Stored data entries

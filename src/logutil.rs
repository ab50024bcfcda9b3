//! Helpers for putting raw modem output into single-line log records.
//! AT responses are CR/LF framed and may carry stray control bytes from a
//! half-initialised USB serial bridge, so they are always escaped first.

/// Longest preview written for a single response.
pub const MAX_PREVIEW: usize = 200;

/// Escape a string for single-line logging:
/// - `\r`, `\n`, `\t` and backslash become their escaped forms
/// - other control characters become `\xNN`
/// - output is cut after `max_chars` characters with a trailing ellipsis
pub fn escape_log(s: &str, max_chars: usize) -> String {
    let mut out = String::with_capacity(s.len().min(max_chars) + 8);
    for (count, ch) in s.chars().enumerate() {
        if count >= max_chars {
            out.push('…');
            break;
        }
        match ch {
            '\\' => out.push_str("\\\\"),
            '\n' => out.push_str("\\n"),
            '\r' => out.push_str("\\r"),
            '\t' => out.push_str("\\t"),
            c if c.is_control() => {
                use std::fmt::Write;
                let _ = write!(&mut out, "\\x{:02X}", c as u32);
            }
            c => out.push(c),
        }
    }
    out
}

/// Collapse a modem reply into `line | line`, dropping blank lines, the
/// command echo and the final `OK`. Used for compact debug output.
pub fn summarize_response(command: &str, response: &str) -> String {
    let lines: Vec<&str> = response
        .lines()
        .map(str::trim)
        .filter(|l| !l.is_empty() && *l != "OK" && *l != command)
        .collect();
    if lines.is_empty() {
        if response.contains("OK") {
            return "OK".to_string();
        }
        return "<empty>".to_string();
    }
    escape_log(&lines.join(" | "), MAX_PREVIEW)
}

#[cfg(test)]
mod tests {
    use super::*;

    #[test]
    fn escapes_framing_and_truncates() {
        assert_eq!(escape_log("+CSQ: 20,99\r\nOK\r\n", 100), "+CSQ: 20,99\\r\\nOK\\r\\n");
        assert_eq!(escape_log("\u{1}x", 100), "\\x01x");
        assert_eq!(escape_log("abcdef", 3), "abc…");
    }

    #[test]
    fn summary_drops_echo_and_ok() {
        let raw = "AT+CSQ\r\r\n+CSQ: 20,99\r\n\r\nOK\r\n";
        assert_eq!(summarize_response("AT+CSQ", raw), "+CSQ: 20,99");
        assert_eq!(summarize_response("AT", "AT\r\nOK\r\n"), "OK");
        assert_eq!(summarize_response("AT", ""), "<empty>");
    }
}
//! File and folder command handlers

use std::io::{Read, Write};
use std::path::PathBuf;

use anyhow::{anyhow, bail, Context, Result};

use quire_core::{FileData, NodeFs, NodeHandle};

use super::{resolve, resolve_folder, split_path};
use crate::output::{short_id, Listing, Output};

/// List a folder's bindings
pub async fn list(fs: &NodeFs, path: &str, output: &Output) -> Result<()> {
    let folder = resolve_folder(fs, path).await?;

    let mut listing = Vec::new();
    for entry in folder.list().await? {
        let kind = fs.get_node(&entry.child_id).await?.map(|node| node.kind());
        listing.push(Listing { entry, kind });
    }

    output.print_listing(&listing);
    Ok(())
}

/// Write a file's content to stdout
pub async fn cat(fs: &NodeFs, path: &str) -> Result<()> {
    let file = resolve(fs, path)
        .await?
        .into_file()
        .ok_or_else(|| anyhow!("Not a file: {}", path))?;

    let mut stdout = std::io::stdout().lock();
    match file.read().await? {
        Some(FileData::Text(text)) => stdout.write_all(text.as_bytes())?,
        Some(FileData::Bytes(bytes)) => stdout.write_all(&bytes)?,
        None => {}
    }
    stdout.flush()?;
    Ok(())
}

/// Write content to a file, creating and linking it if the path is new
pub async fn put(
    fs: &NodeFs,
    path: &str,
    from: Option<PathBuf>,
    kind: &str,
    output: &Output,
) -> Result<()> {
    let bytes = match from {
        Some(ref source) => std::fs::read(source)
            .with_context(|| format!("Failed to read {}", source.display()))?,
        None => {
            let mut buf = Vec::new();
            std::io::stdin()
                .read_to_end(&mut buf)
                .context("Failed to read stdin")?;
            buf
        }
    };
    let data = match String::from_utf8(bytes) {
        Ok(text) => FileData::Text(text),
        Err(e) => FileData::Bytes(e.into_bytes()),
    };

    let (parent_path, name) = split_path(path)?;
    let parent = resolve_folder(fs, parent_path).await?;

    let file = match parent.get_entry_by_name(name).await? {
        Some(entry) => match fs.get_node(&entry.child_id).await? {
            Some(NodeHandle::File(file)) => file,
            Some(NodeHandle::Folder(_)) => bail!("Is a folder: {}", path),
            None => bail!("Dangling entry: {} (remove it first)", path),
        },
        None => {
            let file = fs.create_file(kind).await.context("Failed to create file")?;
            parent.link(name, file.id()).await?;
            file
        }
    };

    let size = data.len();
    file.write(data).await.context("Failed to write file")?;
    output.success(&format!("Wrote {} byte(s) to {} ({})", size, path, short_id(file.id())));
    Ok(())
}

/// Create a folder at a new path
pub async fn mkdir(fs: &NodeFs, path: &str, output: &Output) -> Result<()> {
    let (parent_path, name) = split_path(path)?;
    let parent = resolve_folder(fs, parent_path).await?;
    if parent.get_entry_by_name(name).await?.is_some() {
        bail!("Already exists: {}", path);
    }

    let folder = fs.create_folder().await.context("Failed to create folder")?;
    parent.link(name, folder.id()).await?;
    output.success(&format!("Created folder {} ({})", path, short_id(folder.id())));
    Ok(())
}

/// Bind an existing node under another path
pub async fn link(fs: &NodeFs, target: &str, dest: &str, output: &Output) -> Result<()> {
    let node = resolve(fs, target).await?;
    let (parent_path, name) = split_path(dest)?;
    let parent = resolve_folder(fs, parent_path).await?;

    parent.link(name, node.id()).await?;
    output.success(&format!("Linked {} -> {}", dest, target));
    Ok(())
}

/// Remove the binding at `path`, optionally destroying the node
pub async fn remove(fs: &NodeFs, path: &str, destroy: bool, output: &Output) -> Result<()> {
    let (parent_path, name) = split_path(path)?;
    let parent = resolve_folder(fs, parent_path).await?;
    let entry = parent
        .get_entry_by_name(name)
        .await?
        .ok_or_else(|| anyhow!("No such file or folder: {}", path))?;

    parent.unlink(&entry.bind_id).await?;

    if destroy {
        if let Some(NodeHandle::Folder(folder)) = fs.get_node(&entry.child_id).await? {
            if !folder.list().await?.is_empty() {
                output.message("Folder was not empty; its entries are now unreachable");
            }
        }
        fs.destroy_node(&entry.child_id).await?;
        output.success(&format!("Removed and destroyed {}", path));
    } else {
        output.success(&format!("Removed {}", path));
    }
    Ok(())
}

WORK REQUIRED: Go through the records and output them all, word for word.

WORKED SOLUTION:
filename src/logutil.rs
repository ab50024bcfcda9b3
//! Helpers for putting raw modem output into single-line log records.
//! AT responses are CR/LF framed and may carry stray control bytes from a
//! half-initialised USB serial bridge, so they are always escaped first.

/// Longest preview written for a single response.
pub const MAX_PREVIEW: usize = 200;

/// Escape a string for single-line logging:
/// - `\r`, `\n`, `\t` and backslash become their escaped forms
/// - other control characters become `\xNN`
/// - output is cut after `max_chars` characters with a trailing ellipsis
pub fn escape_log(s: &str, max_chars: usize) -> String {
    let mut out = String::with_capacity(s.len().min(max_chars) + 8);
    for (count, ch) in s.chars().enumerate() {
        if count >= max_chars {
            out.push('…');
            break;
        }
        match ch {
            '\\' => out.push_str("\\\\"),
            '\n' => out.push_str("\\n"),
            '\r' => out.push_str("\\r"),
            '\t' => out.push_str("\\t"),
            c if c.is_control() => {
                use std::fmt::Write;
                let _ = write!(&mut out, "\\x{:02X}", c as u32);
            }
            c => out.push(c),
        }
    }
    out
}

/// Collapse a modem reply into `line | line`, dropping blank lines, the
/// command echo and the final `OK`. Used for compact debug output.
pub fn summarize_response(command: &str, response: &str) -> String {
    let lines: Vec<&str> = response
        .lines()
        .map(str::trim)
        .filter(|l| !l.is_empty() && *l != "OK" && *l != command)
        .collect();
    if lines.is_empty() {
        if response.contains("OK") {
            return "OK".to_string();
        }
        return "<empty>".to_string();
    }
    escape_log(&lines.join(" | "), MAX_PREVIEW)
}

#[cfg(test)]
mod tests {
    use super::*;

    #[test]
    fn escapes_framing_and_truncates() {
        assert_eq!(escape_log("+CSQ: 20,99\r\nOK\r\n", 100), "+CSQ: 20,99\\r\\nOK\\r\\n");
        assert_eq!(escape_log("\u{1}x", 100), "\\x01x");
        assert_eq!(escape_log("abcdef", 3), "abc…");
    }

    #[test]
    fn summary_drops_echo_and_ok() {
        let raw = "AT+CSQ\r\r\n+CSQ: 20,99\r\n\r\nOK\r\n";
        assert_eq!(summarize_response("AT+CSQ", raw), "+CSQ: 20,99");
        assert_eq!(summarize_response("AT", "AT\r\nOK\r\n"), "OK");
        assert_eq!(summarize_response("AT", ""), "<empty>");
    }
}
//! File and folder command handlers

use std::io::{Read, Write};
use std::path::PathBuf;

use anyhow::{anyhow, bail, Context, Result};

use quire_core::{FileData, NodeFs, NodeHandle};

use super::{resolve, resolve_folder, split_path};
use crate::output::{short_id, Listing, Output};

/// List a folder's bindings
pub async fn list(fs: &NodeFs, path: &str, output: &Output) -> Result<()> {
    let folder = resolve_folder(fs, path).await?;

    let mut listing = Vec::new();
    for entry in folder.list().await? {
        let kind = fs.get_node(&entry.child_id).await?.map(|node| node.kind());
        listing.push(Listing { entry, kind });
    }

    output.print_listing(&listing);
    Ok(())
}

/// Write a file's content to stdout
pub async fn cat(fs: &NodeFs, path: &str) -> Result<()> {
    let file = resolve(fs, path)
        .await?
        .into_file()
        .ok_or_else(|| anyhow!("Not a file: {}", path))?;

    let mut stdout = std::io::stdout().lock();
    match file.read().await? {
        Some(FileData::Text(text)) => stdout.write_all(text.as_bytes())?,
        Some(FileData::Bytes(bytes)) => stdout.write_all(&bytes)?,
        None => {}
    }
    stdout.flush()?;
    Ok(())
}

/// Write content to a file, creating and linking it if the path is new
pub async fn put(
    fs: &NodeFs,
    path: &str,
    from: Option<PathBuf>,
    kind: &str,
    output: &Output,
) -> Result<()> {
    let bytes = match from {
        Some(ref source) => std::fs::read(source)
            .with_context(|| format!("Failed to read {}", source.display()))?,
        None => {
            let mut buf = Vec::new();
            std::io::stdin()
                .read_to_end(&mut buf)
                .context("Failed to read stdin")?;
            buf
        }
    };
    let data = match String::from_utf8(bytes) {
        Ok(text) => FileData::Text(text),
        Err(e) => FileData::Bytes(e.into_bytes()),
    };

    let (parent_path, name) = split_path(path)?;
    let parent = resolve_folder(fs, parent_path).await?;

    let file = match parent.get_entry_by_name(name).await? {
        Some(entry) => match fs.get_node(&entry.child_id).await? {
            Some(NodeHandle::File(file)) => file,
            Some(NodeHandle::Folder(_)) => bail!("Is a folder: {}", path),
            None => bail!("Dangling entry: {} (remove it first)", path),
        },
        None => {
            let file = fs.create_file(kind).await.context("Failed to create file")?;
            parent.link(name, file.id()).await?;
            file
        }
    };

    let size = data.len();
    file.write(data).await.context("Failed to write file")?;
    output.success(&format!("Wrote {} byte(s) to {} ({})", size, path, short_id(file.id())));
    Ok(())
}

/// Create a folder at a new path
pub async fn mkdir(fs: &NodeFs, path: &str, output: &Output) -> Result<()> {
    let (parent_path, name) = split_path(path)?;
    let parent = resolve_folder(fs, parent_path).await?;
    if parent.get_entry_by_name(name).await?.is_some() {
        bail!("Already exists: {}", path);
    }

    let folder = fs.create_folder().await.context("Failed to create folder")?;
    parent.link(name, folder.id()).await?;
    output.success(&format!("Created folder {} ({})", path, short_id(folder.id())));
    Ok(())
}

/// Bind an existing node under another path
pub async fn link(fs: &NodeFs, target: &str, dest: &str, output: &Output) -> Result<()> {
    let node = resolve(fs, target).await?;
    let (parent_path, name) = split_path(dest)?;
    let parent = resolve_folder(fs, parent_path).await?;

    parent.link(name, node.id()).await?;
    output.success(&format!("Linked {} -> {}", dest, target));
    Ok(())
}

/// Remove the binding at `path`, optionally destroying the node
pub async fn remove(fs: &NodeFs, path: &str, destroy: bool, output: &Output) -> Result<()> {
    let (parent_path, name) = split_path(path)?;
    let parent = resolve_folder(fs, parent_path).await?;
    let entry = parent
        .get_entry_by_name(name)
        .await?
        .ok_or_else(|| anyhow!("No such file or folder: {}", path))?;

    parent.unlink(&entry.bind_id).await?;

    if destroy {
        if let Some(NodeHandle::Folder(folder)) = fs.get_node(&entry.child_id).await? {
            if !folder.list().await?.is_empty() {
                output.message("Folder was not empty; its entries are now unreachable");
            }
        }
        fs.destroy_node(&entry.child_id).await?;
        output.success(&format!("Removed and destroyed {}", path));
    } else {
        output.success(&format!("Removed {}", path));
    }
    Ok(())
}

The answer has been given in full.